*** Opening Record excerpts ***

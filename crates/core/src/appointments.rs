//! Appointment booking.
//!
//! Booking is a single validate-then-append against the appointments collection. The doctor
//! choice set is read from the doctors collection on every call. Nothing checks that the chosen
//! doctor still exists, and double booking the same slot is permitted.

use crate::collection::CollectionKey;
use crate::manager::{candidate, RecordManager};
use crate::record::Record;
use crate::store::RecordStore;
use crate::HospitalResult;
use serde::Serialize;

/// One booked appointment, as stored.
#[derive(Clone, Debug, PartialEq, Eq, Serialize)]
pub struct Appointment {
    pub patient_name: String,
    pub doctor: String,
    /// `YYYY-MM-DD`
    pub date: String,
    /// `HH:MM`
    pub time: String,
}

impl Appointment {
    fn from_record(record: &Record) -> Self {
        Self {
            patient_name: record.get("patient name").to_string(),
            doctor: record.get("doctor").to_string(),
            date: record.get("date").to_string(),
            time: record.get("time").to_string(),
        }
    }

    fn selection(&self) -> [&str; 4] {
        [
            self.patient_name.as_str(),
            self.doctor.as_str(),
            self.date.as_str(),
            self.time.as_str(),
        ]
    }
}

#[derive(Clone, Debug)]
pub struct AppointmentService {
    doctors: RecordManager,
    appointments: RecordManager,
}

impl AppointmentService {
    pub fn new(store: RecordStore) -> Self {
        Self {
            doctors: RecordManager::new(store.clone(), CollectionKey::Doctors),
            appointments: RecordManager::new(store, CollectionKey::Appointments),
        }
    }

    /// Names of every doctor currently on record, in persisted order.
    pub fn available_doctors(&self) -> HospitalResult<Vec<String>> {
        Ok(self
            .doctors
            .list()?
            .iter()
            .map(|doctor| doctor.get("name").to_string())
            .collect())
    }

    /// Books an appointment.
    ///
    /// # Returns
    ///
    /// The number of appointments on record after booking.
    ///
    /// # Errors
    ///
    /// - `MissingField` if any input is blank after trimming.
    /// - `InvalidDate` unless `date` is a real calendar date written `YYYY-MM-DD`.
    /// - `InvalidTime` unless `time` is written `HH:MM` within `00:00`..=`23:59`.
    pub fn book(
        &self,
        patient_name: &str,
        doctor: &str,
        date: &str,
        time: &str,
    ) -> HospitalResult<usize> {
        let booking = self.appointments.validate(&candidate([
            ("patient name", patient_name),
            ("doctor", doctor),
            ("date", date),
            ("time", time),
        ]))?;

        let total = self.appointments.append(booking)?;
        tracing::info!(
            "booked appointment with {} on {} {}",
            doctor.trim(),
            date.trim(),
            time.trim()
        );
        Ok(total)
    }

    pub fn list(&self) -> HospitalResult<Vec<Appointment>> {
        Ok(self
            .appointments
            .list()?
            .iter()
            .map(Appointment::from_record)
            .collect())
    }

    /// Removes every appointment equal to the given one on all four fields.
    ///
    /// # Returns
    ///
    /// The number of appointments removed.
    pub fn delete(&self, appointment: &Appointment) -> HospitalResult<usize> {
        self.appointments.delete(&appointment.selection())
    }

    /// Deletes from a raw row selection, `NoSelection` when nothing was selected.
    pub fn delete_selected<S: AsRef<str>>(&self, selection: &[S]) -> HospitalResult<usize> {
        self.appointments.delete(selection)
    }
}
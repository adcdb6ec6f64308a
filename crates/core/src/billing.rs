//! Medicine billing.
//!
//! A bill multiplies the unit price of a medicine by a whole quantity. The price is always
//! re-resolved from the medicines collection when the bill is generated and validated as a
//! decimal, so a price list that went stale between display and submission cannot produce a
//! bill. Arithmetic is done in [`Decimal`], never in binary floating point.
//!
//! Bills are persisted as text like every other record: quantity in canonical integer form,
//! price and total in decimal form (`2.50 * 3` is stored as `"7.50"`).

use crate::collection::CollectionKey;
use crate::manager::RecordManager;
use crate::record::Record;
use crate::store::RecordStore;
use crate::validation::{parse_decimal, parse_whole_number};
use crate::{HospitalError, HospitalResult, NonEmptyText};
use rust_decimal::Decimal;
use serde::Serialize;
use std::collections::HashMap;

/// One stored bill. Values are the persisted text.
#[derive(Clone, Debug, PartialEq, Eq, Serialize)]
pub struct Bill {
    pub patient: String,
    pub medicine: String,
    pub quantity: String,
    pub price: String,
    pub total: String,
}

impl Bill {
    fn from_record(record: &Record) -> Self {
        Self {
            patient: record.get("patient").to_string(),
            medicine: record.get("medicine").to_string(),
            quantity: record.get("quantity").to_string(),
            price: record.get("price").to_string(),
            total: record.get("total").to_string(),
        }
    }

    fn to_record(&self) -> Record {
        [
            ("patient", self.patient.as_str()),
            ("medicine", self.medicine.as_str()),
            ("quantity", self.quantity.as_str()),
            ("price", self.price.as_str()),
            ("total", self.total.as_str()),
        ]
        .into_iter()
        .collect()
    }

    /// Total reinterpreted as a decimal.
    pub fn total_amount(&self) -> HospitalResult<Decimal> {
        parse_decimal(&self.total, "total")
    }

    fn selection(&self) -> [&str; 5] {
        [
            self.patient.as_str(),
            self.medicine.as_str(),
            self.quantity.as_str(),
            self.price.as_str(),
            self.total.as_str(),
        ]
    }
}

/// Snapshot of medicine name to unit price, taken when a billing screen is activated.
///
/// When several medicines share a name the last one on record wins.
#[derive(Clone, Debug, Default, PartialEq, Eq)]
pub struct PriceList {
    names: Vec<String>,
    prices: HashMap<String, String>,
}

impl PriceList {
    fn from_records(records: &[Record]) -> Self {
        let mut list = PriceList::default();
        for medicine in records {
            let name = medicine.get("name").to_string();
            if !list.prices.contains_key(&name) {
                list.names.push(name.clone());
            }
            list.prices.insert(name, medicine.get("price").to_string());
        }
        list
    }

    /// Medicine names in first-seen order.
    pub fn names(&self) -> &[String] {
        &self.names
    }

    /// Displayed price text for `medicine`, exactly as stored.
    pub fn displayed_price(&self, medicine: &str) -> Option<&str> {
        self.prices.get(medicine).map(String::as_str)
    }

    /// Unit price of `medicine` as a decimal.
    ///
    /// # Errors
    ///
    /// Returns `InvalidNumber("price")` if the stored price is not a decimal.
    pub fn price_of(&self, medicine: &str) -> HospitalResult<Option<Decimal>> {
        self.displayed_price(medicine)
            .map(|price| parse_decimal(price.trim(), "price"))
            .transpose()
    }
}

#[derive(Clone, Debug)]
pub struct BillingService {
    medicines: RecordManager,
    bills: RecordManager,
}

impl BillingService {
    pub fn new(store: RecordStore) -> Self {
        Self {
            medicines: RecordManager::new(store.clone(), CollectionKey::Medicines),
            bills: RecordManager::new(store, CollectionKey::Billing),
        }
    }

    /// Reads the medicines collection into a fresh [`PriceList`].
    pub fn price_list(&self) -> HospitalResult<PriceList> {
        Ok(PriceList::from_records(&self.medicines.list()?))
    }

    /// Medicine names available for billing.
    pub fn available_medicines(&self) -> HospitalResult<Vec<String>> {
        Ok(self.price_list()?.names().to_vec())
    }

    /// Unit price of `medicine` by exact name, read fresh from storage.
    ///
    /// Returns `Ok(None)` when no medicine has that name.
    pub fn price_of(&self, medicine: &str) -> HospitalResult<Option<Decimal>> {
        self.price_list()?.price_of(medicine)
    }

    /// Generates and stores a bill of `quantity` units of `medicine` for `patient`.
    ///
    /// # Errors
    ///
    /// - `MissingField` if any input is blank after trimming.
    /// - `InvalidNumber("quantity")` unless the quantity is a non-negative whole number.
    /// - `UnknownMedicine` if no medicine has that name.
    /// - `InvalidNumber("price")` if the medicine's stored price is not a decimal.
    pub fn generate_bill(
        &self,
        patient: &str,
        medicine: &str,
        quantity: &str,
    ) -> HospitalResult<Bill> {
        let required = |field: &str, value: &str| {
            NonEmptyText::new(value).map_err(|_| HospitalError::MissingField(field.to_string()))
        };
        let patient = required("patient", patient)?;
        let medicine = required("medicine", medicine)?;
        let quantity = required("quantity", quantity)?;

        let units = parse_whole_number(quantity.as_str(), "quantity")?;
        let price = self
            .price_of(medicine.as_str())?
            .ok_or_else(|| HospitalError::UnknownMedicine(medicine.to_string()))?;
        let total = price
            .checked_mul(Decimal::from(units))
            .ok_or_else(|| HospitalError::InvalidNumber("total".into()))?;

        let bill = Bill {
            patient: patient.into_inner(),
            medicine: medicine.into_inner(),
            quantity: units.to_string(),
            price: price.to_string(),
            total: total.to_string(),
        };
        self.bills.append(bill.to_record())?;

        tracing::info!("generated bill for {} totalling {}", bill.medicine, bill.total);
        Ok(bill)
    }

    pub fn list(&self) -> HospitalResult<Vec<Bill>> {
        Ok(self.bills.list()?.iter().map(Bill::from_record).collect())
    }

    /// Removes every bill equal to `bill` on all five fields.
    pub fn delete(&self, bill: &Bill) -> HospitalResult<usize> {
        self.bills.delete(&bill.selection())
    }

    /// Deletes from a raw row selection: patient, medicine, quantity, price, total.
    pub fn delete_selected<S: AsRef<str>>(&self, selection: &[S]) -> HospitalResult<usize> {
        self.bills.delete(selection)
    }
}
//! Schema-driven record management.
//!
//! [`RecordManager`] pairs one [`EntitySchema`] with the [`RecordStore`] and offers the three
//! operations every records screen needs: list, validate-and-add, and delete-by-match. The
//! patients, doctors, staff, medicines, lab tests and machinery screens are all this one type
//! with a different schema. The appointment and billing workflows build on it too.
//!
//! ## Matching semantics
//!
//! Records carry no identifier. A delete names a record by the values shown for it, in schema
//! field order, and removes **every** record whose values are all equal to that selection. Two
//! identical rows are indistinguishable, so deleting one deletes both.

use crate::collection::CollectionKey;
use crate::record::Record;
use crate::schema::EntitySchema;
use crate::store::RecordStore;
use crate::validation::validate_field;
use crate::{HospitalError, HospitalResult, NonEmptyText};
use std::collections::HashMap;

/// Generic CRUD over one collection.
#[derive(Clone, Debug)]
pub struct RecordManager {
    store: RecordStore,
    schema: &'static EntitySchema,
}

impl RecordManager {
    pub fn new(store: RecordStore, key: CollectionKey) -> Self {
        Self {
            store,
            schema: EntitySchema::of(key),
        }
    }

    pub fn schema(&self) -> &'static EntitySchema {
        self.schema
    }

    pub fn key(&self) -> CollectionKey {
        self.schema.key
    }

    /// Loads the collection unchanged, in persisted order.
    pub fn list(&self) -> HospitalResult<Vec<Record>> {
        self.store.load(self.key())
    }

    /// Validates a candidate against the schema and builds the normalised record.
    ///
    /// Candidate keys are matched to field names without regard to case. When several keys
    /// match one field, the exact-case key is used, otherwise the lexicographically smallest.
    /// Keys that are not schema fields are ignored. The returned record holds exactly the
    /// schema fields, in schema order, with trimmed values.
    ///
    /// # Errors
    ///
    /// - `MissingField` naming the first field (in schema order) that is absent or blank.
    /// - `InvalidNumber`, `InvalidDate` or `InvalidTime` for the first value that does not
    ///   satisfy its field kind. Blankness of every field is checked before any kind.
    pub fn validate(&self, candidate: &HashMap<String, String>) -> HospitalResult<Record> {
        // An exact key wins over case variants; among variants the smallest key wins.
        let lookup = |name: &str| {
            candidate
                .iter()
                .filter(|(k, _)| k.trim().eq_ignore_ascii_case(name))
                .min_by(|(a, _), (b, _)| (a.trim() != name, *a).cmp(&(b.trim() != name, *b)))
                .map(|(_, v)| v.as_str())
                .unwrap_or("")
        };

        let mut values = Vec::with_capacity(self.schema.fields.len());
        for field in self.schema.fields {
            let value = NonEmptyText::new(lookup(field.name))
                .map_err(|_| HospitalError::MissingField(field.name.to_string()))?;
            values.push((field, value));
        }

        for (field, value) in &values {
            validate_field(field, value.as_str())?;
        }

        Ok(values
            .into_iter()
            .map(|(field, value)| (field.name, value.into_inner()))
            .collect())
    }

    /// Validates `candidate` and appends it to the end of the collection.
    ///
    /// No duplicate detection is performed. Nothing is loaded or written unless validation
    /// passes.
    ///
    /// # Returns
    ///
    /// The collection size after the append.
    pub fn add(&self, candidate: &HashMap<String, String>) -> HospitalResult<usize> {
        let record = self.validate(candidate)?;
        self.append(record)
    }

    /// Appends an already validated record.
    pub(crate) fn append(&self, record: Record) -> HospitalResult<usize> {
        let mut records = self.store.load(self.key())?;
        records.push(record);
        self.store.save(self.key(), &records)?;

        tracing::info!("added {} ({} total)", self.schema.title, records.len());
        Ok(records.len())
    }

    /// Removes every record whose values equal `selection`, aligned to schema field order.
    ///
    /// A selection that matches nothing still succeeds and rewrites the unchanged collection.
    ///
    /// # Returns
    ///
    /// The number of records removed.
    ///
    /// # Errors
    ///
    /// - `NoSelection` if `selection` is empty.
    /// - `SelectionMismatch` if it does not have one value per schema field.
    pub fn delete<S: AsRef<str>>(&self, selection: &[S]) -> HospitalResult<usize> {
        if selection.is_empty() {
            return Err(HospitalError::NoSelection);
        }
        if selection.len() != self.schema.fields.len() {
            return Err(HospitalError::SelectionMismatch {
                expected: self.schema.fields.len(),
                actual: selection.len(),
            });
        }

        let records = self.store.load(self.key())?;
        let before = records.len();
        let kept: Vec<Record> = records
            .into_iter()
            .filter(|record| !record.matches(self.schema, selection))
            .collect();
        self.store.save(self.key(), &kept)?;

        let removed = before - kept.len();
        if removed == 0 {
            tracing::warn!("delete {} matched no records", self.schema.title);
        } else {
            tracing::info!("deleted {removed} {} record(s)", self.schema.title);
        }
        Ok(removed)
    }
}

/// Builds a candidate map from `(field, value)` pairs.
pub fn candidate<K: Into<String>, V: Into<String>>(
    pairs: impl IntoIterator<Item = (K, V)>,
) -> HashMap<String, String> {
    pairs
        .into_iter()
        .map(|(k, v)| (k.into(), v.into()))
        .collect()
}

#[cfg(test)]
mod tests {
    use super::*;
    use crate::config::CoreConfig;
    use std::path::Path;
    use std::sync::Arc;
    use tempfile::TempDir;

    fn test_manager(data_dir: &Path, key: CollectionKey) -> RecordManager {
        let cfg = CoreConfig::new(data_dir.to_path_buf()).expect("CoreConfig::new should succeed");
        RecordManager::new(RecordStore::new(Arc::new(cfg)), key)
    }

    fn patient(name: &str, age: &str, disease: &str) -> HashMap<String, String> {
        candidate([("name", name), ("age", age), ("disease", disease)])
    }

    #[test]
    fn test_add_appends_trimmed_record() {
        let temp_dir = TempDir::new().expect("Failed to create temp dir");
        let patients = test_manager(temp_dir.path(), CollectionKey::Patients);

        patients.add(&patient("Alice", "30", "Flu")).unwrap();
        let size = patients
            .add(&patient("  Bob ", " 42", "Cold  "))
            .expect("add should succeed");
        assert_eq!(size, 2);

        let records = patients.list().unwrap();
        assert_eq!(records.len(), 2, "length should grow by one per add");
        let last = records.last().unwrap();
        assert_eq!(last.values_for(patients.schema()), vec!["Bob", "42", "Cold"]);
        assert_eq!(records[0].get("name"), "Alice", "prior order is preserved");
    }

    #[test]
    fn test_add_keeps_only_schema_fields_in_schema_order() {
        let temp_dir = TempDir::new().expect("Failed to create temp dir");
        let medicines = test_manager(temp_dir.path(), CollectionKey::Medicines);

        medicines
            .add(&candidate([
                ("Price", "2.50"),
                ("colour", "white"),
                ("NAME", "Paracetamol"),
                ("quantity", "100"),
            ]))
            .expect("add should succeed");

        let records = medicines.list().unwrap();
        let fields: Vec<_> = records[0].iter().collect();
        assert_eq!(
            fields,
            vec![("name", "Paracetamol"), ("quantity", "100"), ("price", "2.50")]
        );
    }

    #[test]
    fn test_case_variant_keys_resolve_deterministically() {
        let temp_dir = TempDir::new().expect("Failed to create temp dir");
        let patients = test_manager(temp_dir.path(), CollectionKey::Patients);

        let exact = patients
            .validate(&candidate([
                ("Name", "Upper"),
                ("name", "Exact"),
                ("NAME", "Shout"),
                ("age", "30"),
                ("disease", "Flu"),
            ]))
            .expect("validate should succeed");
        assert_eq!(exact.get("name"), "Exact");

        let variants = patients
            .validate(&candidate([
                ("Name", "Upper"),
                ("NAME", "Shout"),
                ("age", "30"),
                ("disease", "Flu"),
            ]))
            .expect("validate should succeed");
        assert_eq!(variants.get("name"), "Shout", "\"NAME\" sorts before \"Name\"");
    }

    #[test]
    fn test_add_rejects_blank_fields_without_writing() {
        let temp_dir = TempDir::new().expect("Failed to create temp dir");
        let patients = test_manager(temp_dir.path(), CollectionKey::Patients);
        patients.add(&patient("Alice", "30", "Flu")).unwrap();

        for (blank_field, input) in [
            ("name", patient("", "30", "Flu")),
            ("age", patient("Bob", "   ", "Flu")),
            ("disease", patient("Bob", "30", "\t")),
        ] {
            let err = patients.add(&input).unwrap_err();
            assert!(
                matches!(err, HospitalError::MissingField(ref f) if f == blank_field),
                "expected MissingField({blank_field}), got {err:?}"
            );
        }

        let err = patients
            .add(&candidate([("name", "Bob"), ("age", "30")]))
            .unwrap_err();
        assert!(matches!(err, HospitalError::MissingField(ref f) if f == "disease"));

        assert_eq!(patients.list().unwrap().len(), 1, "collection unchanged");
    }

    #[test]
    fn test_blank_check_precedes_kind_check() {
        let temp_dir = TempDir::new().expect("Failed to create temp dir");
        let patients = test_manager(temp_dir.path(), CollectionKey::Patients);

        let err = patients.add(&patient("Bob", "abc", "")).unwrap_err();
        assert!(matches!(err, HospitalError::MissingField(ref f) if f == "disease"));
    }

    #[test]
    fn test_integer_field_validation() {
        let temp_dir = TempDir::new().expect("Failed to create temp dir");
        let patients = test_manager(temp_dir.path(), CollectionKey::Patients);

        for bad in ["12.5", "-3", "abc"] {
            let err = patients.add(&patient("Bob", bad, "Flu")).unwrap_err();
            assert!(
                matches!(err, HospitalError::InvalidNumber(ref f) if f == "age"),
                "{bad:?} should be rejected"
            );
        }
        assert!(patients.list().unwrap().is_empty(), "collection unchanged");

        patients.add(&patient("Baby", "0", "Colic")).expect("0 is valid");
        patients.add(&patient("Bob", "42", "Flu")).expect("42 is valid");
        assert_eq!(patients.list().unwrap().len(), 2);
    }

    #[test]
    fn test_decimal_field_validation() {
        let temp_dir = TempDir::new().expect("Failed to create temp dir");
        let lab_tests = test_manager(temp_dir.path(), CollectionKey::LabTests);

        lab_tests
            .add(&candidate([("test name", "CBC"), ("price", "19.99")]))
            .expect("19.99 is valid");
        let err = lab_tests
            .add(&candidate([("test name", "CBC"), ("price", "nine")]))
            .unwrap_err();
        assert!(matches!(err, HospitalError::InvalidNumber(ref f) if f == "price"));
        assert_eq!(lab_tests.list().unwrap().len(), 1);
    }

    #[test]
    fn test_add_allows_duplicates() {
        let temp_dir = TempDir::new().expect("Failed to create temp dir");
        let doctors = test_manager(temp_dir.path(), CollectionKey::Doctors);
        let lee = candidate([
            ("name", "Dr. Lee"),
            ("specialization", "Cardiology"),
            ("phone", "555-0101"),
        ]);

        doctors.add(&lee).unwrap();
        doctors.add(&lee).unwrap();
        assert_eq!(doctors.list().unwrap().len(), 2);
    }

    #[test]
    fn test_delete_removes_all_equal_records() {
        let temp_dir = TempDir::new().expect("Failed to create temp dir");
        let patients = test_manager(temp_dir.path(), CollectionKey::Patients);
        patients.add(&patient("Alice", "30", "Flu")).unwrap();
        patients.add(&patient("Bob", "41", "Cold")).unwrap();
        patients.add(&patient("Alice", "30", "Flu")).unwrap();

        let removed = patients
            .delete(&["Alice", "30", "Flu"])
            .expect("delete should succeed");
        assert_eq!(removed, 2, "both identical rows should be removed");

        let remaining = patients.list().unwrap();
        assert_eq!(remaining.len(), 1);
        assert_eq!(remaining[0].get("name"), "Bob");
    }

    #[test]
    fn test_delete_requires_every_field_to_match() {
        let temp_dir = TempDir::new().expect("Failed to create temp dir");
        let patients = test_manager(temp_dir.path(), CollectionKey::Patients);
        patients.add(&patient("Alice", "30", "Flu")).unwrap();

        let removed = patients.delete(&["Alice", "30", "Cold"]).unwrap();
        assert_eq!(removed, 0);
        assert_eq!(patients.list().unwrap().len(), 1);
    }

    #[test]
    fn test_delete_absent_match_is_a_no_op() {
        let temp_dir = TempDir::new().expect("Failed to create temp dir");
        let staff = test_manager(temp_dir.path(), CollectionKey::Staff);
        staff
            .add(&candidate([("name", "Sam"), ("role", "Nurse"), ("phone", "1")]))
            .unwrap();
        let before = staff.list().unwrap();

        let removed = staff
            .delete(&["Nobody", "Porter", "2"])
            .expect("delete of an absent record should succeed");
        assert_eq!(removed, 0);
        assert_eq!(staff.list().unwrap(), before);
    }

    #[test]
    fn test_delete_on_missing_collection_succeeds() {
        let temp_dir = TempDir::new().expect("Failed to create temp dir");
        let machinery = test_manager(temp_dir.path(), CollectionKey::Machinery);

        let removed = machinery.delete(&["MRI", "1", "Acme"]).unwrap();
        assert_eq!(removed, 0);
        assert!(machinery.list().unwrap().is_empty());
    }

    #[test]
    fn test_delete_requires_a_selection() {
        let temp_dir = TempDir::new().expect("Failed to create temp dir");
        let patients = test_manager(temp_dir.path(), CollectionKey::Patients);

        let empty: [&str; 0] = [];
        assert!(matches!(
            patients.delete(&empty),
            Err(HospitalError::NoSelection)
        ));
        assert!(matches!(
            patients.delete(&["Alice", "30"]),
            Err(HospitalError::SelectionMismatch {
                expected: 3,
                actual: 2
            })
        ));
    }

    #[test]
    fn test_delete_matches_missing_fields_as_empty_text() {
        let temp_dir = TempDir::new().expect("Failed to create temp dir");
        std::fs::write(
            temp_dir.path().join("lab_tests.json"),
            r#"[{"test name": "X-Ray"}, {"test name": "CBC", "price": "10"}]"#,
        )
        .unwrap();
        let lab_tests = test_manager(temp_dir.path(), CollectionKey::LabTests);

        let removed = lab_tests.delete(&["X-Ray", ""]).unwrap();
        assert_eq!(removed, 1);
        assert_eq!(lab_tests.list().unwrap()[0].get("test name"), "CBC");
    }
}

*** Closing Record excerpts ***

▶ [Work instructions]: Collect every line above that contains the word "BillingService".

▶ [Written reply]:
pub struct BillingService {
impl BillingService {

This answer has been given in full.